Les trois s’arrêtèrent subitement de marcher lorsqu’un garde posté en haut de la grande porte s’adressa à eux d’une voix formelle. Il leur demanda qui voulait passer la Porte Sanglante, redressant sa lance pour les avertir qu’il était armé et qu’il n’hésitera pas à s’en servir. D’un simple coup d’œil à deux autres gardes près de la porte pour montrer qu’il ne plaisantait pas, ces derniers placèrent des flèches dans leurs arbalètes puis les pointèrent ensuite sur les étrangers perplexes par cette soudaine menace.

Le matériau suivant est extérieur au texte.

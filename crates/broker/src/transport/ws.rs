// SPDX-License-Identifier: BUSL-1.1
// Copyright (c) 2026 Alfred Jean LLC

use std::net::SocketAddr;
use std::sync::Arc;

use axum::extract::{ConnectInfo, State, WebSocketUpgrade};
use axum::response::IntoResponse;

use super::HttpState;
use crate::conn::ws::WsTransport;
use crate::conn::{Conn, TransportKind};

/// `GET /ws`: upgrade and hand the socket to a new connection.
///
/// Auth happens in-band after the upgrade, same as TCP.
pub async fn ws_handler(
    State(state): State<Arc<HttpState>>,
    ConnectInfo(remote): ConnectInfo<SocketAddr>,
    ws: WebSocketUpgrade,
) -> impl IntoResponse {
    let max = state.broker.options.max_frame_len;
    ws.max_message_size(max).max_frame_size(max).on_upgrade(move |socket| async move {
        let conn = Conn::new(Arc::clone(&state.broker), TransportKind::WebSocket, state.local_addr, remote);
        conn.accept(WsTransport::new(socket, max));
    })
}
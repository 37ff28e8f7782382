// SPDX-License-Identifier: BUSL-1.1
// Copyright (c) 2026 Alfred Jean LLC

//! HTTP surface: WebSocket upgrade and health.

pub mod http;
pub mod ws;

use std::net::SocketAddr;
use std::sync::Arc;

use axum::routing::get;
use axum::Router;
use tower_http::trace::TraceLayer;

use crate::state::BrokerState;

/// Router state: the broker plus the address the HTTP listener is bound to.
pub struct HttpState {
    pub broker: Arc<BrokerState>,
    pub local_addr: SocketAddr,
}

/// Build the axum `Router` with all broker routes.
pub fn build_router(state: Arc<HttpState>) -> Router {
    Router::new()
        // Health (no auth)
        .route("/api/v1/health", get(http::health))
        // WebSocket clients
        .route("/ws", get(ws::ws_handler))
        .layer(TraceLayer::new_for_http())
        .with_state(state)
}

#[cfg(test)]
#[path = "mod_tests.rs"]
mod tests;
//! Declarative field tables for Gamma entities and the normalize-then-validate pipeline.
//!
//! Every payload goes through two sequential steps:
//!
//! 1. **normalize**: per-field preprocessors rewrite raw JSON in place (e.g. a
//!    string holding `"[\"Yes\",\"No\"]"` becomes a real array).
//! 2. **check**: the normalized value is walked against the field table and every
//!    violation is collected as an [`Issue`] with its path.
//!
//! Only a clean payload is handed to serde for the typed conversion.

use std::fmt;

use serde::de::DeserializeOwned;
use serde_json::{Map, Value};
use thiserror::Error;

pub type Preprocess = fn(Value) -> Value;

#[derive(Debug, Clone, Copy)]
pub enum Kind {
    String,
    Number,
    Bool,
    StringArray,
    Object(&'static [Field]),
    ArrayOf(&'static [Field]),
}

impl Kind {
    fn label(&self) -> &'static str {
        match self {
            Kind::String => "string",
            Kind::Number => "number",
            Kind::Bool => "boolean",
            Kind::StringArray | Kind::ArrayOf(_) => "array",
            Kind::Object(_) => "object",
        }
    }
}

/// How a key may appear in the payload.
#[derive(Debug, Clone, Copy, PartialEq, Eq)]
pub enum Presence {
    /// Present and not null.
    Required,
    /// May be absent; an explicit null is a type violation.
    Optional,
    /// May be absent or null.
    Nullable,
}

#[derive(Debug, Clone, Copy)]
pub struct Field {
    pub name: &'static str,
    pub kind: Kind,
    pub presence: Presence,
    pub preprocess: Option<Preprocess>,
}

impl Field {
    pub const fn required(name: &'static str, kind: Kind) -> Self {
        Self::new(name, kind, Presence::Required)
    }

    pub const fn optional(name: &'static str, kind: Kind) -> Self {
        Self::new(name, kind, Presence::Optional)
    }

    pub const fn nullable(name: &'static str, kind: Kind) -> Self {
        Self::new(name, kind, Presence::Nullable)
    }

    const fn new(name: &'static str, kind: Kind, presence: Presence) -> Self {
        Self {
            name,
            kind,
            presence,
            preprocess: None,
        }
    }

    /// Run `f` on the raw value before it is checked.
    pub const fn preprocess(self, f: Preprocess) -> Self {
        Self {
            preprocess: Some(f),
            ..self
        }
    }
}

#[derive(Debug, Clone, Copy)]
pub struct Schema {
    pub entity: &'static str,
    pub fields: &'static [Field],
}

/// A typed entity backed by a field table. Keys outside the table are kept by the type itself.
pub trait Entity: DeserializeOwned {
    const SCHEMA: Schema;
}

#[derive(Debug, Clone, PartialEq, Eq)]
pub struct Issue {
    pub path: String,
    pub message: String,
}

impl Issue {
    fn new(path: &str, message: impl Into<String>) -> Self {
        Self {
            path: path.to_string(),
            message: message.into(),
        }
    }
}

impl fmt::Display for Issue {
    fn fmt(&self, f: &mut fmt::Formatter<'_>) -> fmt::Result {
        if self.path.is_empty() {
            write!(f, "{}", self.message)
        } else {
            write!(f, "{}: {}", self.path, self.message)
        }
    }
}

#[derive(Debug, Clone, Error)]
#[error("invalid {entity} payload: {}", join_issues(.issues))]
pub struct ValidationError {
    pub entity: &'static str,
    pub issues: Vec<Issue>,
}

impl ValidationError {
    /// Issue recorded at `path`, if any.
    pub fn issue_at(&self, path: &str) -> Option<&Issue> {
        self.issues.iter().find(|i| i.path == path)
    }
}

fn join_issues(issues: &[Issue]) -> String {
    issues
        .iter()
        .map(ToString::to_string)
        .collect::<Vec<_>>()
        .join("; ")
}

pub type Validation<T> = Result<T, ValidationError>;

/// Decode a string holding JSON (upstream encodes some arrays this way).
/// Unparseable strings and non-strings pass through untouched so the type check reports them.
pub fn decode_json_string(value: Value) -> Value {
    match value {
        Value::String(raw) => serde_json::from_str(&raw).unwrap_or(Value::String(raw)),
        other => other,
    }
}

/// Validate a single entity.
pub fn validate<T: Entity>(value: Value) -> Validation<T> {
    run(value, Kind::Object(T::SCHEMA.fields), T::SCHEMA.entity)
}

/// Validate a JSON array of entities. Issue paths are prefixed with the element index.
pub fn validate_list<T: Entity>(value: Value) -> Validation<Vec<T>> {
    run(value, Kind::ArrayOf(T::SCHEMA.fields), T::SCHEMA.entity)
}

fn run<T: DeserializeOwned>(mut value: Value, kind: Kind, entity: &'static str) -> Validation<T> {
    normalize(&mut value, kind);

    let mut issues = Vec::new();
    check(&value, kind, "", &mut issues);
    if !issues.is_empty() {
        return Err(ValidationError { entity, issues });
    }

    serde_json::from_value(value).map_err(|e| ValidationError {
        entity,
        issues: vec![Issue::new("", e.to_string())],
    })
}

fn normalize(value: &mut Value, kind: Kind) {
    match (kind, value) {
        (Kind::Object(fields), Value::Object(map)) => {
            for field in fields {
                if let Some(slot) = map.get_mut(field.name) {
                    if let Some(pre) = field.preprocess {
                        *slot = pre(slot.take());
                    }
                    normalize(slot, field.kind);
                }
            }
        }
        (Kind::ArrayOf(fields), Value::Array(items)) => {
            for item in items {
                normalize(item, Kind::Object(fields));
            }
        }
        _ => {}
    }
}

fn check(value: &Value, kind: Kind, path: &str, issues: &mut Vec<Issue>) {
    match kind {
        Kind::String if value.is_string() => {}
        Kind::Number if value.is_number() => {}
        Kind::Bool if value.is_boolean() => {}
        Kind::StringArray => match value {
            Value::Array(items) => {
                for (i, item) in items.iter().enumerate() {
                    check(item, Kind::String, &index_path(path, i), issues);
                }
            }
            other => issues.push(mismatch(path, kind, other)),
        },
        Kind::Object(fields) => match value {
            Value::Object(map) => check_fields(map, fields, path, issues),
            other => issues.push(mismatch(path, kind, other)),
        },
        Kind::ArrayOf(fields) => match value {
            Value::Array(items) => {
                for (i, item) in items.iter().enumerate() {
                    check(item, Kind::Object(fields), &index_path(path, i), issues);
                }
            }
            other => issues.push(mismatch(path, kind, other)),
        },
        _ => issues.push(mismatch(path, kind, value)),
    }
}

fn check_fields(map: &Map<String, Value>, fields: &[Field], path: &str, issues: &mut Vec<Issue>) {
    for field in fields {
        let field_path = key_path(path, field.name);
        match (map.get(field.name), field.presence) {
            (None, Presence::Required) => issues.push(Issue::new(&field_path, "Required")),
            (None, _) => {}
            (Some(Value::Null), Presence::Nullable) => {}
            (Some(v), _) => check(v, field.kind, &field_path, issues),
        }
    }
}

fn mismatch(path: &str, kind: Kind, got: &Value) -> Issue {
    Issue::new(
        path,
        format!("Expected {}, received {}", kind.label(), describe(got)),
    )
}

fn describe(value: &Value) -> &'static str {
    match value {
        Value::Null => "null",
        Value::Bool(_) => "boolean",
        Value::Number(_) => "number",
        Value::String(_) => "string",
        Value::Array(_) => "array",
        Value::Object(_) => "object",
    }
}

fn key_path(parent: &str, key: &str) -> String {
    if parent.is_empty() {
        key.to_string()
    } else {
        format!("{parent}.{key}")
    }
}

fn index_path(parent: &str, i: usize) -> String {
    format!("{parent}[{i}]")
}
pub mod http;

use async_trait::async_trait;

/// Raw outcome of a single GET, before any JSON handling.
#[derive(Debug, Clone)]
pub struct FetchResponse {
    pub status: u16,
    pub status_text: String,
    pub body: String,
}

impl FetchResponse {
    pub fn ok(&self) -> bool {
        (200..300).contains(&self.status)
    }

    pub fn json(&self) -> serde_json::Result<serde_json::Value> {
        serde_json::from_str(&self.body)
    }
}

/// Network fetch capability used by the Gamma client (reqwest in production, mocks in tests)
#[async_trait]
pub trait Fetch: Send + Sync {
    /// Issue exactly one GET for `url`. Non-2xx statuses are returned, not raised.
    async fn get(&self, url: &str) -> reqwest::Result<FetchResponse>;
}

pub use http::HttpFetch;
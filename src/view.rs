//! Plain-text renderers for the terminal. Every function is pure: state in, lines out.

use chrono::{DateTime, NaiveDate, Utc};
use rust_decimal::Decimal;

use crate::gamma::{Comment, Market, Tag};
use crate::state::{AppState, View};

const TITLE_WIDTH: usize = 56;

pub fn render_header(view: View) -> Vec<String> {
    let tabs = [
        (View::Events, "e", "Events"),
        (View::Portfolio, "p", "Portfolio"),
        (View::Search, "s", "Search"),
    ];
    let tabs: Vec<String> = tabs
        .iter()
        .map(|(v, key, label)| {
            let marker = if *v == view { "*" } else { " " };
            format!("{marker}[{key}] {label}")
        })
        .collect();
    vec![
        format!("PMKT | Polymarket Terminal    {}", tabs.join("  ")),
        String::new(),
    ]
}

pub fn render_events(state: &AppState) -> Vec<String> {
    let mut out = Vec::new();

    if state.events.is_empty() {
        out.push("Trending Events".to_string());
        if state.is_loading {
            out.push("Loading events...".to_string());
        } else if let Some(err) = &state.error {
            out.push(format!("Error: {err}"));
            out.push("Run the command again to retry".to_string());
        } else {
            out.push("No events found".to_string());
        }
        return out;
    }

    out.push(format!("Trending Events ({})", state.events.len()));
    out.push(String::new());

    for (i, event) in state.events.iter().enumerate() {
        let marker = if i == state.selected_index { '>' } else { ' ' };
        let title = event.title.as_deref().filter(|t| !t.is_empty()).unwrap_or("Untitled Event");
        let count = event.market_count();
        let unit = if count == 1 { "mkt" } else { "mkts" };
        out.push(format!(
            "{marker} {title:<w$.w$} {count:>4} {unit:<4} {vol:>8} {date:>14}",
            w = TITLE_WIDTH,
            vol = format_volume(event.volume),
            date = format_end_date(event.end_date.as_deref()),
        ));
    }
    out
}

/// Markets and comment window of the selected event.
pub fn render_event_detail(
    state: &AppState,
    comments: &[Comment],
    visible: usize,
    now: DateTime<Utc>,
) -> Vec<String> {
    let Some(event) = &state.selected_event else {
        return vec!["No event selected".to_string()];
    };
    let markets = event.markets.as_deref().unwrap_or_default();

    let mut out = vec![
        event
            .title
            .clone()
            .filter(|t| !t.is_empty())
            .unwrap_or_else(|| "Untitled Event".to_string()),
        format!(
            "End: {}  Volume: {}  Markets: {}",
            format_long_date(event.end_date.as_deref()),
            format_volume(event.volume),
            markets.len()
        ),
        String::new(),
    ];

    if markets.is_empty() {
        out.push("No markets for this event".to_string());
    }
    for market in markets {
        out.push(market.question.clone());
        out.push(format!("  {}", quote_line(market)));
    }

    out.push(String::new());
    out.push(format!("Comments ({})", comments.len()));
    if comments.is_empty() {
        out.push("No comments yet".to_string());
        return out;
    }

    let start = state.comment_scroll.min(comments.len());
    let end = start.saturating_add(visible).min(comments.len());
    if start > 0 {
        out.push(format!("  ↑ {start} more above"));
    }
    for comment in &comments[start..end] {
        out.extend(comment_lines(comment, now));
    }
    if end < comments.len() {
        out.push(format!("  ↓ {} more below", comments.len() - end));
    }
    out
}

pub fn render_markets(title: &str, markets: &[Market]) -> Vec<String> {
    if markets.is_empty() {
        return vec![title.to_string(), "No markets found".to_string()];
    }

    let mut out = vec![format!("{title} ({})", markets.len()), String::new()];
    for market in markets {
        let status = if market.active { "" } else { "  (inactive)" };
        out.push(format!(
            "{id:>8}  {q:<w$.w$}  Yes {yes:>4}  Vol {vol:>8}{status}",
            id = market.id,
            q = market.question,
            w = TITLE_WIDTH,
            yes = format_price(market.price_at(0).unwrap_or("0")),
            vol = format_volume_str(Some(&market.volume)),
        ));
    }
    out
}

pub fn render_tags(tags: &[Tag]) -> Vec<String> {
    if tags.is_empty() {
        return vec!["Tags".to_string(), "No tags found".to_string()];
    }

    let mut out = vec![format!("Tags ({})", tags.len()), String::new()];
    for tag in tags {
        let label = tag.label.as_deref().or(tag.name.as_deref()).unwrap_or("");
        out.push(format!("{:<28} {}", tag.slug, label));
    }
    out
}

pub fn render_comments(comments: &[Comment], now: DateTime<Utc>) -> Vec<String> {
    let mut out = vec![format!("Comments ({})", comments.len())];
    if comments.is_empty() {
        out.push("No comments yet".to_string());
    }
    for comment in comments {
        out.extend(comment_lines(comment, now));
    }
    out
}

fn quote_line(market: &Market) -> String {
    let yes = market.price_at(0).unwrap_or("0");
    let no = market.price_at(1).unwrap_or("0");
    format!(
        "Yes: {} ({})  No: {} ({})  Vol: {}",
        format_price(yes),
        format_cost(yes),
        format_price(no),
        format_cost(no),
        format_volume_str(Some(&market.volume)),
    )
}

fn comment_lines(comment: &Comment, now: DateTime<Utc>) -> Vec<String> {
    let mut head = format!(
        "{} {}",
        author_name(comment),
        relative_time(comment.created_at.as_deref(), now)
    );
    if let Some(n) = comment.reaction_count.filter(|n| *n > 0.0) {
        head.push_str(&format!(" +{n}"));
    }
    vec![
        head.trim_end().to_string(),
        format!("  {}", comment.body.as_deref().unwrap_or("")),
    ]
}

pub fn author_name(comment: &Comment) -> String {
    let profile = comment.profile.as_ref();
    let non_empty = |s: Option<&String>| s.filter(|s| !s.is_empty()).cloned();

    if let Some(p) = non_empty(profile.and_then(|p| p.pseudonym.as_ref())) {
        return p;
    }
    if let Some(n) = non_empty(profile.and_then(|p| p.name.as_ref())) {
        return n;
    }
    match comment.user_address.as_deref() {
        Some(addr) if addr.len() > 10 && addr.is_ascii() => {
            format!("{}...{}", &addr[..6], &addr[addr.len() - 4..])
        }
        Some(addr) if !addr.is_empty() => addr.to_string(),
        _ => "Anonymous".to_string(),
    }
}

pub fn format_volume(vol: Option<f64>) -> String {
    match vol {
        Some(v) if v.is_finite() => {
            if v >= 1_000_000.0 {
                format!("${:.1}M", v / 1_000_000.0)
            } else if v >= 1_000.0 {
                format!("${:.0}K", v / 1_000.0)
            } else {
                format!("${v:.0}")
            }
        }
        _ => "$0".to_string(),
    }
}

/// Market volumes arrive as decimal strings.
pub fn format_volume_str(vol: Option<&str>) -> String {
    format_volume(vol.and_then(|v| v.trim().parse::<f64>().ok()))
}

pub fn format_price(price: &str) -> String {
    match parse_decimal(price) {
        Some(p) => format!("{}%", (p * Decimal::ONE_HUNDRED).round_dp(0)),
        None => "0%".to_string(),
    }
}

pub fn format_cost(price: &str) -> String {
    match parse_decimal(price) {
        Some(p) => format!("${:.2}", p.round_dp(2)),
        None => "$0.00".to_string(),
    }
}

pub fn format_end_date(date: Option<&str>) -> String {
    format_date(date, "%b %-d, %Y")
}

fn format_long_date(date: Option<&str>) -> String {
    format_date(date, "%a, %b %-d, %Y")
}

fn format_date(date: Option<&str>, fmt: &str) -> String {
    let Some(raw) = date.filter(|d| !d.is_empty()) else {
        return "No end date".to_string();
    };
    match parse_date(raw) {
        Some(d) => d.format(fmt).to_string(),
        None => raw.to_string(),
    }
}

/// `just now`, `5m ago`, `3h ago`, `2d ago`, then a short calendar date.
pub fn relative_time(date: Option<&str>, now: DateTime<Utc>) -> String {
    let Some(at) = date.and_then(parse_date) else {
        return String::new();
    };
    let elapsed = now.signed_duration_since(at);
    let mins = elapsed.num_minutes();
    let hours = elapsed.num_hours();
    let days = elapsed.num_days();

    if mins < 1 {
        "just now".to_string()
    } else if mins < 60 {
        format!("{mins}m ago")
    } else if hours < 24 {
        format!("{hours}h ago")
    } else if days < 7 {
        format!("{days}d ago")
    } else {
        at.format("%b %-d").to_string()
    }
}

fn parse_date(raw: &str) -> Option<DateTime<Utc>> {
    if let Ok(dt) = DateTime::parse_from_rfc3339(raw) {
        return Some(dt.with_timezone(&Utc));
    }
    NaiveDate::parse_from_str(raw, "%Y-%m-%d")
        .ok()
        .and_then(|d| d.and_hms_opt(0, 0, 0))
        .map(|dt| dt.and_utc())
}

fn parse_decimal(s: &str) -> Option<Decimal> {
    s.trim().parse::<Decimal>().ok()
}

#[cfg(test)]
mod tests {
    use super::*;
    use crate::gamma::fixtures;
    use crate::gamma::schema::{validate, validate_list};
    use crate::gamma::Event;
    use chrono::TimeZone;
    use rust_decimal_macros::dec;
    use serde_json::json;

    fn now() -> DateTime<Utc> {
        Utc.with_ymd_and_hms(2024, 1, 15, 12, 0, 0).unwrap()
    }

    fn comments() -> Vec<Comment> {
        validate_list(fixtures::comments()).unwrap()
    }

    fn comment(raw: serde_json::Value) -> Comment {
        validate(raw).unwrap()
    }

    #[test]
    fn volume_formatting() {
        assert_eq!(format_volume(Some(1_234_567.89)), "$1.2M");
        assert_eq!(format_volume(Some(125_000.0)), "$125K");
        assert_eq!(format_volume(Some(42.3)), "$42");
        assert_eq!(format_volume(None), "$0");
        assert_eq!(format_volume_str(Some("500000")), "$500K");
        assert_eq!(format_volume_str(Some("abc")), "$0");
    }

    #[test]
    fn price_formatting() {
        assert_eq!(format_price("0.42"), "42%");
        assert_eq!(format_price("1"), "100%");
        assert_eq!(format_price("nan?"), "0%");
        assert_eq!(format_cost("0.42"), "$0.42");
        assert_eq!(format_cost("1"), "$1.00");
        assert_eq!(format_cost(""), "$0.00");
        assert_eq!(parse_decimal(" 0.58 "), Some(dec!(0.58)));
    }

    #[test]
    fn end_date_formatting() {
        assert_eq!(format_end_date(Some("2025-12-31T23:59:59Z")), "Dec 31, 2025");
        assert_eq!(format_end_date(Some("2025-03-01")), "Mar 1, 2025");
        assert_eq!(format_end_date(None), "No end date");
        assert_eq!(format_end_date(Some("someday")), "someday");
        assert_eq!(format_long_date(Some("2025-12-31T23:59:59Z")), "Wed, Dec 31, 2025");
    }

    #[test]
    fn relative_times() {
        assert_eq!(relative_time(Some("2024-01-15T11:59:30Z"), now()), "just now");
        assert_eq!(relative_time(Some("2024-01-15T11:55:00Z"), now()), "5m ago");
        assert_eq!(relative_time(Some("2024-01-15T09:00:00Z"), now()), "3h ago");
        assert_eq!(relative_time(Some("2024-01-13T09:00:00Z"), now()), "2d ago");
        assert_eq!(relative_time(Some("2024-01-05T09:00:00Z"), now()), "Jan 5");
        assert_eq!(relative_time(None, now()), "");
    }

    #[test]
    fn author_fallbacks() {
        let c = comments();
        assert_eq!(author_name(&c[0]), "johnd");
        assert_eq!(author_name(&c[1]), "anon_user");
        assert_eq!(author_name(&c[2]), "0x9876...5432");

        let named = comment(json!({ "id": "a", "profile": { "name": "Jane", "pseudonym": "" } }));
        assert_eq!(author_name(&named), "Jane");
        assert_eq!(author_name(&comment(json!({ "id": "b" }))), "Anonymous");
    }

    #[test]
    fn events_states() {
        let mut state = AppState::default();
        state.set_loading(true);
        assert_eq!(render_events(&state)[1], "Loading events...");

        state.set_loading(false);
        state.set_error(Some("Failed to fetch events: Bad Gateway".into()));
        assert_eq!(render_events(&state)[1], "Error: Failed to fetch events: Bad Gateway");

        state.set_error(None);
        assert_eq!(render_events(&state)[1], "No events found");
    }

    #[test]
    fn events_rows() {
        let mut state = AppState::default();
        state.set_events(validate_list(fixtures::events()).unwrap());
        let lines = render_events(&state);

        assert_eq!(lines[0], "Trending Events (2)");
        assert!(lines[2].starts_with("> Bitcoin price 2025"));
        assert!(lines[2].contains("2 mkts"));
        assert!(lines[2].contains("$1.2M"));
        assert!(lines[2].ends_with("Dec 31, 2025"));
        assert!(lines[3].starts_with("  Fed decision"));
        assert!(lines[3].contains("0 mkts"));
        assert!(lines[3].ends_with("No end date"));
    }

    #[test]
    fn event_detail_lists_markets_and_comments() {
        let mut state = AppState::default();
        let event: Event = validate(fixtures::event()).unwrap();
        state.select_event(Some(event));

        let lines = render_event_detail(&state, &comments(), 2, now());
        assert_eq!(lines[0], "Bitcoin price 2025");
        assert_eq!(lines[1], "End: Wed, Dec 31, 2025  Volume: $1.2M  Markets: 2");
        assert!(lines.contains(&"  Yes: 42% ($0.42)  No: 58% ($0.58)  Vol: $500K".to_string()));
        assert!(lines.contains(&"Comments (3)".to_string()));
        assert!(lines.contains(&"johnd 1h ago +5".to_string()));
        assert!(lines.contains(&"  ↓ 1 more below".to_string()));

        state.scroll_comments_down(3, 2);
        let lines = render_event_detail(&state, &comments(), 2, now());
        assert!(lines.contains(&"  ↑ 1 more above".to_string()));
        assert!(lines.contains(&"0x9876...5432 2d ago".to_string()));
        assert!(!lines.iter().any(|l| l.contains("more below")));
    }

    #[test]
    fn event_detail_with_huge_window_shows_everything() {
        let mut state = AppState::default();
        state.select_event(Some(validate(fixtures::event()).unwrap()));
        state.scroll_comments_down(3, 1);

        let lines = render_event_detail(&state, &comments(), usize::MAX, now());
        assert!(lines.contains(&"  ↑ 1 more above".to_string()));
        assert!(lines.contains(&"0x9876...5432 2d ago".to_string()));
        assert!(!lines.iter().any(|l| l.contains("more below")));
    }

    #[test]
    fn event_detail_without_selection_or_data() {
        let state = AppState::default();
        assert_eq!(render_event_detail(&state, &[], 5, now()), vec!["No event selected"]);

        let mut state = AppState::default();
        state.select_event(Some(validate(json!({ "id": "ev-9" })).unwrap()));
        let lines = render_event_detail(&state, &[], 5, now());
        assert_eq!(lines[0], "Untitled Event");
        assert!(lines.contains(&"No markets for this event".to_string()));
        assert_eq!(lines.last().map(String::as_str), Some("No comments yet"));
    }

    #[test]
    fn markets_and_tags() {
        let markets: Vec<Market> = validate_list(fixtures::markets()).unwrap();
        let lines = render_markets("Markets", &markets);
        assert_eq!(lines[0], "Markets (2)");
        assert!(lines[2].contains("Yes  42%"));
        assert_eq!(render_markets("Search: zzz", &[])[1], "No markets found");

        let tags: Vec<Tag> = validate_list(fixtures::tags()).unwrap();
        let lines = render_tags(&tags);
        assert_eq!(lines[0], "Tags (3)");
        assert!(lines[3].starts_with("crypto"));
        assert!(lines[3].ends_with("Crypto"));
    }

    #[test]
    fn header_marks_current_view() {
        let line = &render_header(View::Events)[0];
        assert!(line.contains("*[e] Events"));
        assert!(line.contains(" [p] Portfolio"));
    }
}
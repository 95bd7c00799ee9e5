//! Gamma client error types.

use std::fmt;

use thiserror::Error;

use super::schema::ValidationError;

/// One client operation; its display form is the `<verb> <resource>` part of error messages.
#[derive(Debug, Clone, Copy, PartialEq, Eq)]
pub enum Operation {
    ListMarkets,
    GetMarket,
    SearchMarkets,
    ListEvents,
    GetEvent,
    ListTags,
    GetTag,
    ListEventsByTag,
    ListComments,
}

impl fmt::Display for Operation {
    fn fmt(&self, f: &mut fmt::Formatter<'_>) -> fmt::Result {
        let s = match self {
            Operation::ListMarkets => "fetch markets",
            Operation::GetMarket => "fetch market",
            Operation::SearchMarkets => "search markets",
            Operation::ListEvents => "fetch events",
            Operation::GetEvent => "fetch event",
            Operation::ListTags => "fetch tags",
            Operation::GetTag => "fetch tag",
            Operation::ListEventsByTag => "fetch events by tag",
            Operation::ListComments => "fetch comments",
        };
        f.write_str(s)
    }
}

#[derive(Debug, Error)]
pub enum ClientError {
    /// Non-2xx status. The body is never decoded.
    #[error("Failed to {operation}: {status_text}")]
    Transport {
        operation: Operation,
        status_text: String,
    },

    /// The request never produced a response (DNS, TLS, connection reset...).
    #[error("Failed to {operation}: {source}")]
    Network {
        operation: Operation,
        source: reqwest::Error,
    },

    /// Body is not JSON.
    #[error("Failed to {operation}: malformed JSON body: {source}")]
    Decode {
        operation: Operation,
        source: serde_json::Error,
    },

    /// Body is JSON but does not match the entity schema.
    #[error("Failed to {operation}: {source}")]
    Validation {
        operation: Operation,
        source: ValidationError,
    },

    #[error("invalid query parameters: {0}")]
    Query(#[from] serde_urlencoded::ser::Error),
}

impl ClientError {
    /// `true` when upstream answered but with data we could not accept.
    pub fn is_shape_error(&self) -> bool {
        matches!(self, ClientError::Decode { .. } | ClientError::Validation { .. })
    }
}

pub type ClientResult<T> = Result<T, ClientError>;
use serde::Deserialize;

use crate::gamma::{CLOB_API_URL, GAMMA_API_URL};

#[derive(Debug, Clone, Deserialize)]
pub struct Settings {
    pub gamma_host: String,
    // Not used by any current view, kept configurable alongside the gamma host.
    pub clob_host: String,

    pub events_limit: u32,
    pub comments_limit: u32,
    pub visible_comments: usize,
}

impl Settings {
    pub fn from_env() -> anyhow::Result<Self> {
        dotenvy::dotenv().ok();
        Self::load(config::Environment::default())
    }

    fn load(env: config::Environment) -> anyhow::Result<Self> {
        let c = config::Config::builder()
            .set_default("gamma_host", GAMMA_API_URL)?
            .set_default("clob_host", CLOB_API_URL)?
            .set_default("events_limit", 25_i64)?
            .set_default("comments_limit", 25_i64)?
            .set_default("visible_comments", 5_i64)?
            .add_source(env)
            .build()?;
        Ok(c.try_deserialize()?)
    }
}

«Le Limier sanglant ! Sandor Clegane !» Se moqua Sandor d’un ricanement avant de baisser les yeux sur Arya et enfin Emerys à sa gauche. Il réfléchit quelques instants pour présenter les deux filles à son interlocuteur. Alors tout en gardant son sourire rare, il termina ; «et ça … Compagnes de voyage. Arya Stark et sa servante ! Arya est la nièce de votre Maîtresse, Lysa Arryn.»

Il n’arrivait pas à y croire, il touchait enfin au but … Le soulagement était énorme, toutefois son cœur était plus lourd à l’idée de se retrouver à nouveau seul. Mais il ignora ce petit tiraillement qui finira par s’en aller au fil du temps, comme toujours. Il entendit vaguement Emerys soupirer mais n’y prêta pas une grande attention car le Chevalier de la Porte apparut et ordonna aux gardes de baisser leurs armes, l’air peiné pour une raison quelconque. Avait-il dit quelque chose qu’il ne fallait pas ? Arya n’était pas la bienvenue ? Son sourire mourut peu à peu pour être remplacé par de l’incrédulité aux prochaines paroles de l’homme qui regardait tristement la louve.

«Recevez alors mes condoléances. Lady Arryn est morte. Il y a trois jours de cela.» Déclara-t-il avec douleur.

Dire que c’était choquant d’apprendre qu’un autre membre de la famille Stark était mort serait un euphémisme. Les yeux écarquillés et la bouche grande ouverte, Emerys tourna la tête vers le Limier pour voir que celui-ci était, tout comme elle, abasourdi par cette nouvelle. Toutes traces subtiles de confiance et de joie sur son visage devinrent de l’hébétement, puis enfin de l’incertitude. Il était désarçonné. Sandor n’était même pas sûr d’avoir correctement entendu jusqu’à ce que la gamine ne fasse quelque chose d’improbable et de complètement inattendu.

Arya Stark explosa un fou rire. A gorge déployée, un rire qui venait du plus profond d’elle-même. Elle ne pouvait plus se retenir et n’essayait même pas de cacher son hilarité aux gens qui ne pouvaient rien faire d’autre que de regarder cet étrange comportement après avoir appris le décès d’un proche parent. Sa tante était morte, pourquoi ça ne l’étonnait même pas ? Et plus elle riait, plus les visages d’Emerys et du Limier se décomposaient. Leurs têtes dépitées étaient tellement marrantes ! Mais pourquoi ne riaient-ils pas ? Le destin s’acharnait sur elle et toute sa famille ! C’était pourtant prévisible ... Ils étaient voués à disparaître de ce monde, c’était forcément écrit quelque part sinon comment cela serait-il possible ?

Elle pointa grossièrement du doigt le visage du Chien immobile à ses côtés, puis se mit à rire d’autant plus fort à son manque cruel de réaction mais aussi parce qu’il s’était fait royalement avoir. Encore une fois. Si la situation n’avait pas été aussi grave, Emerys aurait sans doute rit avec elle. Sauf qu’il n’y avait absolument rien à en rire de cette tragédie ... La femme pinça alors les lèvres, durement. Ce n’était pas aujourd’hui que le Limier allait empocher l’argent de la rançon et sans doute pas dans les prochains temps. Qu’allait-il faire ? Mais surtout, qu’allaient-elles devenir maintenant ?

Le regard de Sandor et d’Emerys se croisèrent au-dessus de la jeune louve hilare qui pleurait à chaudes larmes. Ils ne savaient pas quoi dire ni quoi faire, mise à part assimiler l’information. Tout était très gênant, oui, mais pas autant que les coups d’œil qu’ils recevaient des gardes embarrassés par la réaction folle de l’enfant. Bon, ils allaient devoir se supporter encore un peu car l’avenir était plus incertain que jamais à présent.

Arya Stark était vraisemblablement maudite.